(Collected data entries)
+ + + + + + +
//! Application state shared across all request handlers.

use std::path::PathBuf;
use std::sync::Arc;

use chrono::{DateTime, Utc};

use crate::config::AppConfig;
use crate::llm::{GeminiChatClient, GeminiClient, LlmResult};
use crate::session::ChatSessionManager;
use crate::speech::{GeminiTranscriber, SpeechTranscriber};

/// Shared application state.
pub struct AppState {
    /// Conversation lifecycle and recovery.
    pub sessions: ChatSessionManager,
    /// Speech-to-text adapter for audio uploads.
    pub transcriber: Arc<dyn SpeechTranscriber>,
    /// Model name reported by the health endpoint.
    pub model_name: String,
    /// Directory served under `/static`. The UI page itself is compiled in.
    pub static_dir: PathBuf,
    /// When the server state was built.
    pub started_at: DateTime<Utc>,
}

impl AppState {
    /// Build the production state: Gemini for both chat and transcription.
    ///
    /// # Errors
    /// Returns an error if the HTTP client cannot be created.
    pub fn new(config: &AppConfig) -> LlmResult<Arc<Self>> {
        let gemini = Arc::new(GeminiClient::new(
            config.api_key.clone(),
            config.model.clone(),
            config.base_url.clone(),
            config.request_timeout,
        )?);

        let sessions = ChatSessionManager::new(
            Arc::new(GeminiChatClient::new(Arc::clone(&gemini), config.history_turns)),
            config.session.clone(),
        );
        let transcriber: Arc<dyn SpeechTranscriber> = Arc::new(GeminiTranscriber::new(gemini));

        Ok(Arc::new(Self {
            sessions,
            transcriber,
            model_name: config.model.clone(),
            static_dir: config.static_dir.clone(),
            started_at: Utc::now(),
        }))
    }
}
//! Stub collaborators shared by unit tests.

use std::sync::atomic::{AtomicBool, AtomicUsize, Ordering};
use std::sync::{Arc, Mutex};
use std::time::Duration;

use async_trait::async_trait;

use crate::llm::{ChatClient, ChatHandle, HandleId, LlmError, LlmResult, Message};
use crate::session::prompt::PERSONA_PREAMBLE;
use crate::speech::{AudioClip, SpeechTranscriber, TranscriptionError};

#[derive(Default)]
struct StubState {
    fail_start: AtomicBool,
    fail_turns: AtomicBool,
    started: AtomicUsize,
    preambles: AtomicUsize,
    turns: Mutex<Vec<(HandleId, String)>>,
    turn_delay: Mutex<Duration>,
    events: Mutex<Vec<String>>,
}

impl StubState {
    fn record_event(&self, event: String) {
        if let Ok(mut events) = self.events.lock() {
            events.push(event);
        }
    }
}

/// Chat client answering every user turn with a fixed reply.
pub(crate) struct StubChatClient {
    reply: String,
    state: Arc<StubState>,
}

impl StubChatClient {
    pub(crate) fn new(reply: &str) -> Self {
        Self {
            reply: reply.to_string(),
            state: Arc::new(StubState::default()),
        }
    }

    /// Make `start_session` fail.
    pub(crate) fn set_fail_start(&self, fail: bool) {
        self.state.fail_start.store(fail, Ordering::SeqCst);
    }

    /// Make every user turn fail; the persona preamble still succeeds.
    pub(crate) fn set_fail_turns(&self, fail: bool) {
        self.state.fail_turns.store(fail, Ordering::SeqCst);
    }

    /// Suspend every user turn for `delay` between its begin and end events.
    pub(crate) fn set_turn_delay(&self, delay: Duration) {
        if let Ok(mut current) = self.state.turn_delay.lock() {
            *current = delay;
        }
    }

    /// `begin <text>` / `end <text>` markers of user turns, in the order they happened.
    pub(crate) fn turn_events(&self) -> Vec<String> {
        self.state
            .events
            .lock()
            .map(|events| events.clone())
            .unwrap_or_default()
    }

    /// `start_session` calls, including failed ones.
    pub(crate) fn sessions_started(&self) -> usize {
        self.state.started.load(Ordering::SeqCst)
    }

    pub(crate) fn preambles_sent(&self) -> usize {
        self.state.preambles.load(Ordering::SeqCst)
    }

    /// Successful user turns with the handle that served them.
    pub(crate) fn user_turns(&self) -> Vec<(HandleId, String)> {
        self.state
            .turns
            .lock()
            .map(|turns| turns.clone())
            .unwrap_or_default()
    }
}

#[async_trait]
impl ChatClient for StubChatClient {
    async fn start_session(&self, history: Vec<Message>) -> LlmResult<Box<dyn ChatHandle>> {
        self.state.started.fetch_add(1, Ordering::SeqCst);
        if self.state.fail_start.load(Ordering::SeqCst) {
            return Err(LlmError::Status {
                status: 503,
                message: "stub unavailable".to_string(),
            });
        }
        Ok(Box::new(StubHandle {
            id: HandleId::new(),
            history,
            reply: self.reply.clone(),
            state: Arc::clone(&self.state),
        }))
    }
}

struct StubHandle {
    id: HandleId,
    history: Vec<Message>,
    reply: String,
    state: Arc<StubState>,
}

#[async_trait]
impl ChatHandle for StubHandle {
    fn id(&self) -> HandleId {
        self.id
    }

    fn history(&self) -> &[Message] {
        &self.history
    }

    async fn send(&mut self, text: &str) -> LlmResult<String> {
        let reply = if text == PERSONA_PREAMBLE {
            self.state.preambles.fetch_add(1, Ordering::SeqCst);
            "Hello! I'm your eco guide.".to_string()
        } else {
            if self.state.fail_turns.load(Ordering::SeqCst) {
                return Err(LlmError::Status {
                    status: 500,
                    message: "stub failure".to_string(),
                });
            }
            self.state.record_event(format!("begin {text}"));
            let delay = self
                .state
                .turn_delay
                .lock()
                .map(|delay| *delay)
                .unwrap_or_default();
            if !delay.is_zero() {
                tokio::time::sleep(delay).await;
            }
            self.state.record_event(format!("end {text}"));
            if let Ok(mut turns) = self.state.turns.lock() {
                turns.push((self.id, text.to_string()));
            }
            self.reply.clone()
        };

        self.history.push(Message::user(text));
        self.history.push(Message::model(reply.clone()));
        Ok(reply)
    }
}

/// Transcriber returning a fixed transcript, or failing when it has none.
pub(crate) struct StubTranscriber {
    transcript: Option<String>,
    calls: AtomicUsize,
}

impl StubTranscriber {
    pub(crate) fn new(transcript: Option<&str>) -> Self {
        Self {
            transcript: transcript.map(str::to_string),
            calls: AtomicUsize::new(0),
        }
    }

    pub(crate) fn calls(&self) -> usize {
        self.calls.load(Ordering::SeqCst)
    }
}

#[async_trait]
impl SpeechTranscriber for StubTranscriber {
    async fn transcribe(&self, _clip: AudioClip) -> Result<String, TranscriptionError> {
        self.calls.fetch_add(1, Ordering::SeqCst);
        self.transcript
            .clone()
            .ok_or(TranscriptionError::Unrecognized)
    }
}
+ + + + + + +
_EXERCISE PROMPT_. Read the entries above and find each line holding the word "PathBuf". Copy it out.

_RESPONSE BOX_.
use std::path::PathBuf;
    pub static_dir: PathBuf,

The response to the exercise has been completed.